Osteoclasts are multinucleated bone-resorbing cells. They are formed by the fusion of differentiated monocytes, much like foreign-body giant cells. However, the molecules that induce fusion-competence in macrophages that are destined to become osteoclasts are different from those that promote formation of foreign-body giant cells. For instance, transcription factor NFATC1 regulates genes that are specific to osteoclast differentiation.

==== Haploid cells ====
Zygote formation is a crucial step in sexual reproduction, and it is reliant on the fusion of sperm and egg cells. Consequently, these cells must be primed to gain fusion-competence. Phosphatidylserine is a phospholipid that usually resides on the inner layer of the cell membrane. After sperm cells are primed, phosphatidylserine can be found on the outer leaflet of the membrane. It is thought that this helps stabilize the membrane at the head of the sperm, and that it may play a role in allowing the sperm to enter the zona pellucida that covers egg cells. This unusual location of phosphatidylserine is an example of membrane restructuring during priming for cell fusion.

=== Chemotaxis ===
Chemotaxis is the process of recruitment in response to the presence of certain signal molecules. Cells that are destined to fuse are attracted to each other via chemotaxis. For example, sperm cells are attracted to the egg cell through signalling by progesterone. Similarly, in muscle tissue, myoblasts can be recruited for fusion by IL-4.

=== Membrane adhesion ===
Before cells can fuse, they must be in contact with one another. This can be accomplished through cell recognition and attachment by cellular machinery. Syncytin-1 is a Class I fusogen involved in the fusion of cells to form osteoclasts in humans. During the early actions of Class I fusogens in cell fusion, they insert their fusion loops into a target membrane. Consequently, the action of syncytin-1 is an example of membrane adhesion as it links the two cells together to prepare them for fusion. This step also encompasses the dehydration of the membranes at the site of fusion. This is necessary to overcome the energy requirements necessary for fusion and to ensure that the membranes are in very close proximity for fusion to occur.

=== Membrane fusion ===
Membrane fusion is characterized by the formation of a fusion pore, which allows the internal contents of both cells to mix. It is first accomplished by the mixing of lipids of the outer layers of the fusing membranes, which forms a hemifusion stalk. Then the inner leaflets can interact and fuse, creating an open gap where the membranes have fused. This gap is the fusion pore. This process is mediated by fusogens. Fusogens are highly conserved in mammals, and it is theorized that mammals adopted them after infection by retroviruses. Because they are highly conserved, they perform their task through a similar mechanism to the one used by viral fusogens as previously described. It is theorized that actin polymerization and other actions of the cytoskeleton might aid in the widening of the fusion pore to complete fusion.

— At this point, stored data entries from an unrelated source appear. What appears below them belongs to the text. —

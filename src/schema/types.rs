//! Canonical table definitions
//!
//! Two tables exist in a store, always in this order:
//!
//! - `trips`: one row per trip, timestamps in microseconds
//! - `zone_lookup`: one row per zone, `zone_id` unique
//!
//! Source files are reconciled against [`TRIP_SOURCE_COLUMNS`]: a column is
//! located by its canonical name or any alias, case-insensitively.

use crate::storage::ColumnType;

/// Name of the trips table
pub const TRIPS_TABLE: &str = "trips";

/// Name of the zone lookup table
pub const ZONE_LOOKUP_TABLE: &str = "zone_lookup";

/// One column of a canonical table
#[derive(Debug, Clone, Copy, PartialEq, Eq)]
pub struct ColumnDef {
    pub name: &'static str,
    pub column_type: ColumnType,
    pub nullable: bool,
}

impl ColumnDef {
    const fn nullable(name: &'static str, column_type: ColumnType) -> Self {
        Self {
            name,
            column_type,
            nullable: true,
        }
    }

    const fn required(name: &'static str, column_type: ColumnType) -> Self {
        Self {
            name,
            column_type,
            nullable: false,
        }
    }
}

/// Ordered column list of a canonical table
#[derive(Debug, Clone, Copy, PartialEq, Eq)]
pub struct TableSchema {
    pub name: &'static str,
    pub columns: &'static [ColumnDef],
}

impl TableSchema {
    /// Looks up a column definition by name
    pub fn column(&self, name: &str) -> Option<&ColumnDef> {
        self.columns.iter().find(|c| c.name == name)
    }
}

pub mod trip_columns {
    pub const PICKUP_AT: &str = "pickup_at";
    pub const DROPOFF_AT: &str = "dropoff_at";
    pub const PASSENGER_COUNT: &str = "passenger_count";
    pub const TOTAL_AMOUNT: &str = "total_amount";
    pub const TIP_AMOUNT: &str = "tip_amount";
    pub const PICKUP_ZONE_ID: &str = "pickup_zone_id";
    pub const DROPOFF_ZONE_ID: &str = "dropoff_zone_id";
    pub const TRIP_DURATION_MINUTES: &str = "trip_duration_minutes";
}

pub mod zone_columns {
    pub const ZONE_ID: &str = "zone_id";
    pub const BOROUGH: &str = "borough";
    pub const ZONE: &str = "zone";
    pub const SERVICE_ZONE: &str = "service_zone";
}

/// Schema of the `trips` table
pub const TRIPS_SCHEMA: TableSchema = TableSchema {
    name: TRIPS_TABLE,
    columns: &[
        ColumnDef::nullable(trip_columns::PICKUP_AT, ColumnType::Timestamp),
        ColumnDef::nullable(trip_columns::DROPOFF_AT, ColumnType::Timestamp),
        ColumnDef::nullable(trip_columns::PASSENGER_COUNT, ColumnType::Int64),
        ColumnDef::nullable(trip_columns::TOTAL_AMOUNT, ColumnType::Float64),
        ColumnDef::nullable(trip_columns::TIP_AMOUNT, ColumnType::Float64),
        ColumnDef::nullable(trip_columns::PICKUP_ZONE_ID, ColumnType::Int64),
        ColumnDef::nullable(trip_columns::DROPOFF_ZONE_ID, ColumnType::Int64),
        ColumnDef::nullable(trip_columns::TRIP_DURATION_MINUTES, ColumnType::Float64),
    ],
};

/// Schema of the `zone_lookup` table
pub const ZONE_LOOKUP_SCHEMA: TableSchema = TableSchema {
    name: ZONE_LOOKUP_TABLE,
    columns: &[
        ColumnDef::required(zone_columns::ZONE_ID, ColumnType::Int64),
        ColumnDef::nullable(zone_columns::BOROUGH, ColumnType::Utf8),
        ColumnDef::nullable(zone_columns::ZONE, ColumnType::Utf8),
        ColumnDef::nullable(zone_columns::SERVICE_ZONE, ColumnType::Utf8),
    ],
};

/// How a canonical trip column is found in a source file
#[derive(Debug, Clone, Copy, PartialEq, Eq)]
pub struct SourceColumn {
    /// Canonical column in the `trips` table
    pub canonical: &'static str,
    /// Accepted source names, first match wins
    pub aliases: &'static [&'static str],
    /// Missing required columns reject the file; optional ones become null
    pub required: bool,
}

impl SourceColumn {
    /// Finds this column among `names`, returning its index
    pub fn locate<'a, I>(&self, names: I) -> Option<usize>
    where
        I: IntoIterator<Item = &'a str> + Clone,
    {
        self.aliases.iter().find_map(|alias| {
            names
                .clone()
                .into_iter()
                .position(|name| name.eq_ignore_ascii_case(alias))
        })
    }
}

/// Source columns feeding the `trips` table. The derived duration is absent
/// on purpose: it is never read from input.
pub const TRIP_SOURCE_COLUMNS: &[SourceColumn] = &[
    SourceColumn {
        canonical: trip_columns::PICKUP_AT,
        aliases: &["tpep_pickup_datetime", "lpep_pickup_datetime", "pickup_datetime"],
        required: true,
    },
    SourceColumn {
        canonical: trip_columns::DROPOFF_AT,
        aliases: &["tpep_dropoff_datetime", "lpep_dropoff_datetime", "dropoff_datetime"],
        required: true,
    },
    SourceColumn {
        canonical: trip_columns::PASSENGER_COUNT,
        aliases: &["passenger_count"],
        required: true,
    },
    SourceColumn {
        canonical: trip_columns::TOTAL_AMOUNT,
        aliases: &["total_amount"],
        required: true,
    },
    SourceColumn {
        canonical: trip_columns::TIP_AMOUNT,
        aliases: &["tip_amount"],
        required: false,
    },
    SourceColumn {
        canonical: trip_columns::PICKUP_ZONE_ID,
        aliases: &["PULocationID", "pickup_location_id"],
        required: true,
    },
    SourceColumn {
        canonical: trip_columns::DROPOFF_ZONE_ID,
        aliases: &["DOLocationID", "dropoff_location_id"],
        required: true,
    },
];

/// Header of the zone lookup file, in order
pub const LOOKUP_HEADER: [&str; 4] = ["LocationID", "Borough", "Zone", "service_zone"];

=== Post-fusion resetting ===
Upon the completion of fusion, the machinery used to fuse must be disassembled or altered to avoid fusion of the new, multinucleated cell with more cells. One example of this is the final trimeric structure taken on by Class I, II, and III fusogens. They each take on a structure that is markedly different than their form before fusion occurred. This likely alters their activity, preventing them from initiating another fusion.

== Fusion as a therapeutic target ==
Glycoproteins of some viruses, such as mammarenaviruses, can lose their fusion ability in presence of NMT inhibitors, this can be used as a therapeutic antiviral approach against hemorrhagic viruses such as lassa and junin in general public, in addition to LCMV, a fatal virus in immunocompromised patients.